James Hamilton
Stanford Institute for Economic Policy Research (SIEPR)
Hearst Professor
Department of Communication
James T. Hamilton is the Hearst Professor of Communication and the Director of the Journalism Program. His books on media markets and information provision include All the News That’s Fit to Sell: How the Market Transforms Information into News (Princeton, 2004), Regulation Through Revelation: The Origin, Politics, and Impacts of the Toxics Release Inventory Program (Cambridge, 2005), and Channeling Violence: The Economic Market for Violent Television Programming (Princeton, 1998). His most recent book, Democracy’s Detectives: The Economics of Investigative Journalism (Harvard, 2016), focuses on the market for investigative reporting. Through research in the field of computational journalism, he is exploring how the costs of story discovery can be lowered through better use of data and algorithms. Hamilton is co-founder of the Stanford Computational Journalism Lab, Senior Fellow at the Stanford Institute for Economic Policy Research, affiliated faculty at the Brown Institute for Media Innovation, and member of the JSK Journalism Fellowships Board of Visitors.

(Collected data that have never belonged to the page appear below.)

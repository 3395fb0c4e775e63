use chrono::{DateTime, Utc};
use serde::{Deserialize, Serialize};
use std::collections::{BTreeMap, BTreeSet};

use super::{
    config::GameConfig,
    player::{Player, PlayerId},
    role::TeamTag,
    room::RoomCode,
    word_pack::WordPack,
};

#[derive(Clone, Copy, Debug, Default, Serialize, Deserialize, PartialEq, Eq)]
#[serde(rename_all = "SCREAMING_SNAKE_CASE")]
pub enum GamePhase {
    #[default]
    Home, // not in a room
    Lobby,
    RoleReveal,
    GameRound,
    Voting,
    Results,
}

#[derive(Debug, Clone, PartialEq, Serialize, Deserialize)]
#[serde(rename_all = "camelCase")]
pub struct Hint {
    pub player_id: PlayerId,
    pub round: u32,
    pub text: String,
    #[serde(default)]
    pub placeholder: bool,
    pub submitted_at: DateTime<Utc>,
}

impl Hint {
    pub fn new(player_id: PlayerId, round: u32, text: String, submitted_at: DateTime<Utc>) -> Self {
        Hint {
            player_id,
            round,
            text,
            placeholder: false,
            submitted_at,
        }
    }

    pub fn timed_out(player_id: PlayerId, round: u32, submitted_at: DateTime<Utc>) -> Self {
        Hint {
            placeholder: true,
            ..Hint::new(player_id, round, "(passed)".to_string(), submitted_at)
        }
    }
}

/// A voter's accusation plus who they think shares their word. `None` as the
/// teammate means "I have no teammate".
#[derive(Debug, Clone, PartialEq, Eq, Serialize, Deserialize)]
#[serde(rename_all = "camelCase")]
pub struct VotePayload {
    pub accused_outsider_id: PlayerId,
    pub claimed_teammate_id: Option<PlayerId>,
}

/// Result of the vote, committed together with the score changes.
#[derive(Debug, Clone, PartialEq, Default, Serialize, Deserialize)]
#[serde(rename_all = "camelCase")]
pub struct TallyOutcome {
    pub accusations: BTreeMap<PlayerId, u32>,
    pub total_accusations: u32,
    pub executed: Option<PlayerId>,
    pub outsider_id: Option<PlayerId>,
    pub outsider_caught: bool,
    /// Raw per-player change before flooring at zero.
    pub deltas: BTreeMap<PlayerId, i32>,
}

#[derive(Serialize, Deserialize, Debug, Clone, PartialEq)]
#[serde(rename_all = "camelCase")]
pub struct GameState {
    pub room_code: RoomCode,
    pub phase: GamePhase,
    pub players: Vec<Player>,
    pub config: GameConfig,
    pub current_round: u32,
    pub turn_order: Vec<PlayerId>,
    pub turn_index: usize,
    pub current_turn_player_id: Option<PlayerId>,
    pub timer: u32,
    pub hints: Vec<Hint>,
    pub votes: BTreeMap<PlayerId, VotePayload>,
    pub winners: BTreeSet<PlayerId>,
    pub word_pack: Option<WordPack>,
    pub words: BTreeMap<TeamTag, String>,
    pub used_word_pack_indices: Vec<usize>,
    pub ready_players: BTreeSet<PlayerId>,
    #[serde(default)]
    pub tally: Option<TallyOutcome>,
    #[serde(default)]
    pub disconnected: BTreeSet<PlayerId>,
}

impl Default for GameState {
    fn default() -> Self {
        GameState {
            room_code: RoomCode::default(),
            phase: GamePhase::Home,
            players: Vec::new(),
            config: GameConfig::default(),
            current_round: 1,
            turn_order: Vec::new(),
            turn_index: 0,
            current_turn_player_id: None,
            timer: 0,
            hints: Vec::new(),
            votes: BTreeMap::new(),
            winners: BTreeSet::new(),
            word_pack: None,
            words: BTreeMap::new(),
            used_word_pack_indices: Vec::new(),
            ready_players: BTreeSet::new(),
            tally: None,
            disconnected: BTreeSet::new(),
        }
    }
}

impl GameState {
    /// A freshly opened room holding only the local player.
    pub fn lobby(room_code: RoomCode, first_player: Player, config: GameConfig) -> Self {
        GameState {
            room_code,
            phase: GamePhase::Lobby,
            players: vec![first_player],
            config,
            ..GameState::default()
        }
    }

    pub fn player(&self, id: &PlayerId) -> Option<&Player> {
        self.players.iter().find(|p| &p.id == id)
    }

    pub fn player_mut(&mut self, id: &PlayerId) -> Option<&mut Player> {
        self.players.iter_mut().find(|p| &p.id == id)
    }

    pub fn has_player(&self, id: &PlayerId) -> bool {
        self.player(id).is_some()
    }

    pub fn host(&self) -> Option<&Player> {
        self.players.iter().find(|p| p.is_host)
    }

    pub fn outsider(&self) -> Option<&Player> {
        self.players.iter().find(|p| p.is_outsider)
    }

    pub fn is_mute(&self, id: &PlayerId) -> bool {
        self.player(id).map(|p| p.is_mute()).unwrap_or(false)
    }

    pub fn has_hint(&self, id: &PlayerId, round: u32) -> bool {
        self.hints
            .iter()
            .any(|h| &h.player_id == id && h.round == round)
    }

    pub fn hints_for_round(&self, round: u32) -> impl Iterator<Item = &Hint> {
        self.hints.iter().filter(move |h| h.round == round)
    }

    /// Turn order members able to speak this round.
    pub fn speaking_players(&self) -> impl Iterator<Item = &PlayerId> {
        self.turn_order.iter().filter(move |id| !self.is_mute(id))
    }

    pub fn all_ready(&self) -> bool {
        self.players
            .iter()
            .all(|p| self.ready_players.contains(&p.id))
    }

    pub fn all_voted(&self) -> bool {
        self.players.iter().all(|p| self.votes.contains_key(&p.id))
    }
}
use once_cell::sync::Lazy;

use crate::models::config::ServerConfig;

/// Settings read once from the environment (and `.env`) on first use.
pub static CONFIG: Lazy<ServerConfig> = Lazy::new(ServerConfig::from_env);
use axum::{
    http::{self, HeaderValue, Method},
    Router,
};
use tower::ServiceBuilder;
use tower_http::{cors::CorsLayer, trace::TraceLayer};

use crate::{routes, state::AppState};

pub fn create_app(state: AppState) -> Router {
    let cors = CorsLayer::new()
        .allow_origin(HeaderValue::from_static("http://localhost:3000"))
        .allow_methods([Method::GET])
        .allow_headers([http::header::CONTENT_TYPE]);

    routes::create_routes(state).layer(
        ServiceBuilder::new()
            .layer(
                TraceLayer::new_for_http().make_span_with(|request: &http::Request<_>| {
                    tracing::info_span!(
                        "HTTP request",
                        method = %request.method(),
                        uri = %request.uri(),
                    )
                }),
            )
            .layer(cors),
    )
}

For his accomplishments in research, he has won awards such as the David N Kershaw Award of the Association for Public Policy Analysis and Management, the Goldsmith Book Prize from the Kennedy School’s Shorenstein Center, the Frank Luther Mott Research Award, and a Center for Advanced Study in the Behavioral Sciences Fellowship. Teaching awards from Duke and Harvard include the Allyn Young Prize for Excellence in Teaching the Principles of Economics, Trinity College Distinguished Teaching Award, Bass Society of Fellows, and Susan Tifft Undergraduate Teaching and Mentoring Award.
Prior to joining the Stanford faculty, Hamilton taught at Duke University’s Sanford School of Public Policy, where he directed the De Witt Wallace Center for Media and Democracy. He earned a BA in Economics and Government (summa cum laude) and PhD in Economics from Harvard University.